Your comments make me want to express a concern: If you’ve ever hired one of the people who dropped out of the work force and then came back in, you see why they dropped out. The participation rate might have been too high. Many marginal workers have serious knowledge or behavioral deficits and can’t really do the work. When I see the quality of the work force outside of professional and technical people, I get discouraged.
I am mostly reflecting on the native-born marginal work force. Immigrants seem pretty good. They are not marginal.
I agree with you.
You wrote recently, in Advisor Perspectives, that there is no recession in sight. But the first few years of the post-2008 recovery were so slow that it felt like a recession unfolding in slow motion. In that sense, the expansion doesn’t feel like it’s 10 years old at all, but much younger. Is there anything in history you can compare this to? And why did it happen? What made this recovery so different from earlier ones?
The period like this was the 1990s, and the reason that that cycle went on so long is because of technology. That was when the Internet and, later, the smart phone were being integrated into the economy. The reason that this cycle has gone on so long is monetary policy around the world. We’ve provided liquidity to sustain the economy, and that has prevented a recession from taking place.
We are reversing that increase in liquidity. The Federal Reserve is trying to shrink its balance sheet, raising interest rates. The European Central Bank is talking about tapering. Nevertheless, none of the signs that I usually see before a recession are in place. So I don’t think we are going to have a recession until 2021 at the earliest.
I have two more brief questions. What publications and analysts do you rely on for investment and economic insight, and are there any books that you have read recently that you would recommend?
The obvious answers are the Wall Street Journal, the New York Times, and the Financial Times. But I also read Foreign Affairs. I read the New York Review of Books. I read Barron’s. But I also read ISI research.1 I read Strategas and 13D (Kiril Sokoloff’s publication) and the work of Ian Bremmer, founder of the Eurasia Group. Ian Bremmer and 13D are especially valuable.
Ian is great. He has spoken at a couple conferences that I have organized and I respect him tremendously.

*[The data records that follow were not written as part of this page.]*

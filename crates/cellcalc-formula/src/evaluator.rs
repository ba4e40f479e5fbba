//! Formula evaluator
//!
//! Runs a compiled [`Program`] over a value stack. Evaluation never fails as
//! a Rust error: every problem surfaces as a [`CellError`] value.

use std::cmp::Ordering;

use cellcalc_core::CellError;
use tracing::trace;

use crate::ast::{BinaryOperator, CellReference, RangeReference, UnaryOperator};
use crate::broadcast;
use crate::config::EngineConfig;
use crate::error::FormulaResult;
use crate::functions::{self, FunctionContext};
use crate::program::{Instruction, Program};
use crate::value::{FormulaValue, Grid};

/// Storage seam between the evaluator and whatever holds the cells
///
/// Reads take `&mut self` so an implementation can record what was read
/// and compute formula cells on demand.
pub trait EvaluationContext {
    /// Value of one cell (blank cells are [`FormulaValue::Empty`])
    fn cell_value(&mut self, reference: &CellReference) -> FormulaValue;

    /// Values of a range as a grid
    fn range_values(&mut self, reference: &RangeReference) -> FormulaValue;

    /// Value of a defined name
    fn resolve_name(&mut self, name: &str) -> FormulaValue;

    fn config(&self) -> &EngineConfig;
}

/// Context without a workbook: every cell is blank and no names exist
#[derive(Debug, Clone, Default)]
pub struct SimpleContext {
    config: EngineConfig,
}

impl SimpleContext {
    pub fn new() -> Self {
        Self::default()
    }

    pub fn with_config(config: EngineConfig) -> Self {
        Self { config }
    }
}

impl EvaluationContext for SimpleContext {
    fn cell_value(&mut self, _reference: &CellReference) -> FormulaValue {
        FormulaValue::Empty
    }

    fn range_values(&mut self, reference: &RangeReference) -> FormulaValue {
        let range = &reference.range;
        FormulaValue::Array(Grid::filled(
            range.row_count() as usize,
            range.col_count() as usize,
            FormulaValue::Empty,
        ))
    }

    fn resolve_name(&mut self, _name: &str) -> FormulaValue {
        FormulaValue::Error(CellError::Name)
    }

    fn config(&self) -> &EngineConfig {
        &self.config
    }
}

/// Compile and evaluate formula text without a workbook
///
/// ```rust
/// use cellcalc_formula::{evaluate_formula, FormulaValue};
///
/// assert_eq!(evaluate_formula("=ROUND(2.345, 2)").unwrap(), FormulaValue::Number(2.35));
/// ```
pub fn evaluate_formula(formula: &str) -> FormulaResult<FormulaValue> {
    let program = Program::compile(formula)?;
    Ok(evaluate(&program, &mut SimpleContext::new()))
}

/// Evaluate a compiled program
pub fn evaluate(program: &Program, ctx: &mut dyn EvaluationContext) -> FormulaValue {
    let mut stack: Vec<FormulaValue> = Vec::with_capacity(program.instructions().len());

    for instruction in program.instructions() {
        let value = match instruction {
            Instruction::Push(value) => value.clone(),
            Instruction::PushCell(reference) => ctx.cell_value(reference),
            Instruction::PushRange(reference) => ctx.range_values(reference),
            Instruction::PushName(name) => ctx.resolve_name(name),
            Instruction::Unary(op) => {
                let operand = pop(&mut stack);
                evaluate_unary_op(*op, operand)
            }
            Instruction::Binary(op) => {
                let right = pop(&mut stack);
                let left = pop(&mut stack);
                evaluate_binary_op(*op, left, right)
            }
            Instruction::Call { name, arity } => {
                let split = stack.len().saturating_sub(*arity);
                let args = stack.split_off(split);
                evaluate_function(name, &args, ctx.config())
            }
        };
        stack.push(value);
    }

    match (stack.pop(), stack.is_empty()) {
        (Some(value), true) => value,
        _ => FormulaValue::Error(CellError::Value),
    }
}

fn pop(stack: &mut Vec<FormulaValue>) -> FormulaValue {
    stack.pop().unwrap_or(FormulaValue::Error(CellError::Value))
}

fn evaluate_function(name: &str, args: &[FormulaValue], config: &EngineConfig) -> FormulaValue {
    let canonical = config.locale.canonical_name(name);
    let def = match functions::registry().get(&canonical) {
        Some(def) => def,
        None => {
            trace!(function = %name, "unknown function");
            return FormulaValue::Error(CellError::Name);
        }
    };

    if args.len() < def.min_args || def.max_args.map_or(false, |max| args.len() > max) {
        return FormulaValue::Error(CellError::Value);
    }

    (def.implementation)(args, &FunctionContext::new(config))
}

fn evaluate_unary_op(op: UnaryOperator, operand: FormulaValue) -> FormulaValue {
    match op {
        UnaryOperator::Plus => operand,
        UnaryOperator::Negate => broadcast::map(&operand, |v| match v.to_number() {
            Ok(n) => FormulaValue::Number(-n),
            Err(e) => FormulaValue::Error(e),
        }),
        UnaryOperator::Percent => broadcast::map(&operand, |v| match v.to_number() {
            Ok(n) => FormulaValue::Number(n / 100.0),
            Err(e) => FormulaValue::Error(e),
        }),
    }
}

fn evaluate_binary_op(op: BinaryOperator, left: FormulaValue, right: FormulaValue) -> FormulaValue {
    if op == BinaryOperator::Union {
        let mut values = left.flatten();
        values.extend(right.flatten());
        return Grid::row(values)
            .map_or(FormulaValue::Error(CellError::Value), FormulaValue::Array);
    }

    if left.is_array() || right.is_array() {
        return broadcast::apply(&[left, right], |args| {
            evaluate_scalar_op(op, &args[0], &args[1])
        });
    }

    evaluate_scalar_op(op, &left, &right)
}

fn evaluate_scalar_op(op: BinaryOperator, left: &FormulaValue, right: &FormulaValue) -> FormulaValue {
    // Left error wins
    if let Some(e) = left.error().or_else(|| right.error()) {
        return FormulaValue::Error(e);
    }

    match op {
        BinaryOperator::Add
        | BinaryOperator::Subtract
        | BinaryOperator::Multiply
        | BinaryOperator::Divide
        | BinaryOperator::Power => {
            let (l, r) = match (left.to_number(), right.to_number()) {
                (Ok(l), Ok(r)) => (l, r),
                (Err(e), _) | (_, Err(e)) => return FormulaValue::Error(e),
            };
            arithmetic(op, l, r)
        }

        BinaryOperator::Concat => {
            FormulaValue::String(format!("{}{}", left.as_string(), right.as_string()))
        }

        BinaryOperator::Equal => FormulaValue::Boolean(compare_values(left, right).is_eq()),
        BinaryOperator::NotEqual => FormulaValue::Boolean(compare_values(left, right).is_ne()),
        BinaryOperator::LessThan => FormulaValue::Boolean(compare_values(left, right).is_lt()),
        BinaryOperator::LessEqual => FormulaValue::Boolean(compare_values(left, right).is_le()),
        BinaryOperator::GreaterThan => FormulaValue::Boolean(compare_values(left, right).is_gt()),
        BinaryOperator::GreaterEqual => FormulaValue::Boolean(compare_values(left, right).is_ge()),

        BinaryOperator::Union => FormulaValue::Error(CellError::Value),
    }
}

fn arithmetic(op: BinaryOperator, l: f64, r: f64) -> FormulaValue {
    let result = match op {
        BinaryOperator::Add => l + r,
        BinaryOperator::Subtract => l - r,
        BinaryOperator::Multiply => l * r,
        BinaryOperator::Divide => {
            if r == 0.0 {
                return FormulaValue::Error(CellError::Div0);
            }
            l / r
        }
        BinaryOperator::Power => {
            if l == 0.0 && r == 0.0 {
                return FormulaValue::Error(CellError::Num);
            }
            if l == 0.0 && r < 0.0 {
                return FormulaValue::Error(CellError::Div0);
            }
            l.powf(r)
        }
        _ => return FormulaValue::Error(CellError::Value),
    };

    if result.is_finite() {
        FormulaValue::Number(result)
    } else {
        FormulaValue::Error(CellError::Num)
    }
}

/// Order two scalars the way comparison operators do
///
/// A blank adopts the other side's type; text compares case-insensitively;
/// across types numbers sort before text and text before booleans.
pub fn compare_values(left: &FormulaValue, right: &FormulaValue) -> Ordering {
    fn blank_as(other: &FormulaValue) -> FormulaValue {
        match other {
            FormulaValue::String(_) => FormulaValue::String(String::new()),
            FormulaValue::Boolean(_) => FormulaValue::Boolean(false),
            _ => FormulaValue::Number(0.0),
        }
    }

    fn rank(value: &FormulaValue) -> u8 {
        match value {
            FormulaValue::Number(_) | FormulaValue::Empty => 0,
            FormulaValue::String(_) => 1,
            FormulaValue::Boolean(_) => 2,
            FormulaValue::Error(_) | FormulaValue::Array(_) => 3,
        }
    }

    let left = match left {
        FormulaValue::Empty => blank_as(right),
        other => other.clone(),
    };
    let right = match right {
        FormulaValue::Empty => blank_as(&left),
        other => other.clone(),
    };

    match (&left, &right) {
        (FormulaValue::Number(a), FormulaValue::Number(b)) => {
            a.partial_cmp(b).unwrap_or(Ordering::Equal)
        }
        (FormulaValue::String(a), FormulaValue::String(b)) => {
            a.to_lowercase().cmp(&b.to_lowercase())
        }
        (FormulaValue::Boolean(a), FormulaValue::Boolean(b)) => a.cmp(b),
        (a, b) => rank(a).cmp(&rank(b)),
    }
}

There is also a book that I would recommend – Graham Allison’s book on the Thucydides trap,2 the idea that a rising power and an established power usually come to blows.
Is there an asset class, or sector, or geographic region that you think is exceptionally undervalued and why?
I expect the price of oil to go up, and energy is undervalued. There are certain technology stocks that are undervalued, and particularly biotechnology stocks.
Thank you for your time.
1 International Strategy & Investment Group, owned by Evercore and founded by Ed Hyman.
2 For a primer see Allison, Graham, “The Thucydides Trap: Are the U.S. and China Headed for War?” The Atlantic, September 2015, The full book is entitled Destined for War: Can America and China Escape Thucydides’ Trap? New York: Houghton Mifflin Harcourt, 2017.